Я отплясывал, пока больше не осталось сил сделать лишний шаг. Все это время Энджи танцевала рядом со мной. Мы реально несколько часов терлись друг о друга разгорячёнными, взмокшими телами, но при этом — верите? — я совершенно не испытывал сексуального влечения. Мы просто танцевали, погруженные в музыку, в годбит, в трэш-метал, и орали: «СВОБОДУ! СВОБОДУ! СВОБОДУ!»

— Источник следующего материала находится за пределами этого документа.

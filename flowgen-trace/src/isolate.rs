use itertools::Itertools;
use tracing::debug;

use flowgen_rule::{rule_set, Field, Rule, RuleLayout};

/// A flat list of pairwise non-overlapping rules carved from one input rule.
#[derive(Debug, Default)]
struct IsolateSet {
    rules: Vec<Rule>,
}

impl IsolateSet {
    fn new(rule: Rule) -> Self {
        Self { rules: vec![rule] }
    }

    /// Re-carve every member overlapping `rule` into the cartesian product
    /// of per-field differences over the fields where they differ. Members
    /// whose remainder is unrepresentable are subsumed by `rule` and drop
    /// out. `false` when the set carved itself away entirely.
    fn split_by(&mut self, rule: &Rule) -> bool {
        let mut carved = Vec::new();
        for member in self.rules.drain(..) {
            let Some(different) = different_fields(&member, rule) else {
                // disjoint somewhere, nothing to carve
                carved.push(member);
                continue;
            };
            if different.is_empty() {
                // the member is identical to the splitting rule
                continue;
            }
            let Some(pieces) = field_differences(&member, rule, &different) else {
                continue;
            };
            for combination in pieces.iter().map(|p| p.iter()).multi_cartesian_product() {
                let mut piece = member.clone();
                for (&index, field) in different.iter().zip(combination) {
                    piece.set_field(index, field.clone());
                }
                carved.push(piece);
            }
        }
        self.rules = carved;
        !self.rules.is_empty()
    }
}

/// Field indexes where the rules overlap but differ; `None` when the rules
/// are disjoint in some field.
fn different_fields(a: &Rule, b: &Rule) -> Option<Vec<usize>> {
    let mut different = Vec::new();
    for index in 0..a.field_count() {
        if !a.field(index).overlap(b.field(index)) {
            return None;
        }
        if a.field(index) != b.field(index) {
            different.push(index);
        }
    }
    Some(different)
}

fn field_differences(a: &Rule, b: &Rule, different: &[usize]) -> Option<Vec<Vec<Field>>> {
    different
        .iter()
        .map(|&index| {
            a.field(index)
                .difference(b.field(index))
                .filter(|pieces| !pieces.is_empty())
        })
        .collect()
}

/// Split a rule set into pairwise non-overlapping rules covering the same
/// match space, sorted ascending by available width. When isolation is
/// unrepresentable (a set carves itself away) or fast mode is requested, the
/// input is used as-is.
pub fn isolate(rules: &[Rule], layout: &RuleLayout, fast: bool) -> Vec<Rule> {
    let mut out = if fast {
        rules.to_vec()
    } else {
        match isolate_sets(rules) {
            Some(sets) => sets,
            None => {
                debug!("isolation collapsed a rule; falling back to fast mode");
                rules.to_vec()
            }
        }
    };
    rule_set::sort_by_available_width(&mut out, layout);
    out
}

fn isolate_sets(rules: &[Rule]) -> Option<Vec<Rule>> {
    let mut sets: Vec<IsolateSet> = Vec::with_capacity(rules.len());
    for rule in rules {
        for set in sets.iter_mut() {
            if !set.split_by(rule) {
                return None;
            }
        }
        sets.push(IsolateSet::new(rule.clone()));
    }
    Some(sets.into_iter().flat_map(|set| set.rules).collect())
}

Остановившись, я взял Энджи за руку, а она вцепилась в мою так, словно в ней было единственное спасение от кувырка с крыши небоскреба, и потащила меня прочь из толпы, которая редела и успокаивалась по мере удаления от теннисных кортов. Там, у края парка Долорес, наши вспотевшие тела сразу остыли на прохладном воздухе, и нас затрясло. Энджи прижалась ко мне, обняв обеими руками, и потребовала:

— Согрей меня! — Мне дважды повторять не надо; я тоже обнял ее и почувствовал, как бьется сердце у нее в груди в такт ритму, звучащему на сцене — на этот раз быстрому, яростному, бессловесному брейку.

Я балдел, вдыхая пряный запах ее пота, и догадывался, что тоже благоухаю не парфюмом. Мой нос уткнулся ей в макушку, а Энджи упиралась виском мне в ключицу. Вот ее руки переместились выше и потянули меня за шею.

— Пригнись, я не захватила с собой лестницу, — сказала Энджи, и я попытался улыбнуться, но это непросто сделать, когда целуешься.

Я уже говорил, что за всю свою жизнь целовался с тремя девчонками. Для двух это был первый опыт. Третья бегала на свидания с двенадцатилетнего возраста. У нее тоже имелись отклонения от среднестатистической гистограммы частотности.

Ни одна из тех девчонок не целовалась так, как Энджи. Ее рот стал мягким и сочным, будто спелая фруктовая мякоть; ее язык не залез ко мне в рот, а проскользнул; ее губы не уперлись в мои, а словно заволокли влажной оболочкой. Вот, наверное, что имеют в виду, когда говорят «их уста слились в поцелуе». Неожиданно для себя я застонал, а руки сами крепко обхватили и прижали ко мне тело Энджи.

Медленно, осторожно мы опустились на траву и легли на бок, не выпуская друг друга из объятий и не прерывая поцелуя. Весь мир для нас сосредоточился в этом поцелуе.

Моя ладонь гладила ее по ягодицам, спине, заползла под футболку и нашла теплый живот, мягкую вмятинку пупка. Поползла выше. Теперь стон вырвался у Энджи.

— Не здесь, — произнесла она сдавленным голосом. — Пошли вон туда, — и показала на большую белую церковь Мишн-Долорес на другой стороне улицы, давшую название и парку, и нашему району. Держась за руки, мы быстро пересекли улицу. Перед входом в церковь стояли большие колонны. Энджи прислонила меня спиной к одной из них и опять притянула к себе за шею. Мои руки быстро и уверенно вернулись к ней под футболку, скользнули к ее груди.

— Расстегни там, на спине, — шепнула Энджи мне в рот. Моим членом можно было царапать стекло. Я просунул обе руки ей за спину — прямую и мускулистую — и непослушными пальцами нащупал крючок лифчика. Пока возился с ним, у меня в голове промелькнули все известные мне похабные анекдоты на тему неумения расстегивать бюстгальтер. Со своими способностями я мог бы стать их главным героем. Наконец крючок разошелся; Энджи коротко выдохнула. Мои ладони переползли с ее спины через влажные подмышки — и это не было неприятно, а, наоборот, естественно и сексуально — и остановились на округлых и податливых внешних краях грудей.

Душераздирающе грянули сирены.

Мне никогда в жизни не доводилось слышать такого оглушительного воя. Он будто бил по голове, стараясь повалить с ног. Запредельно громкий звук для человеческого слуха.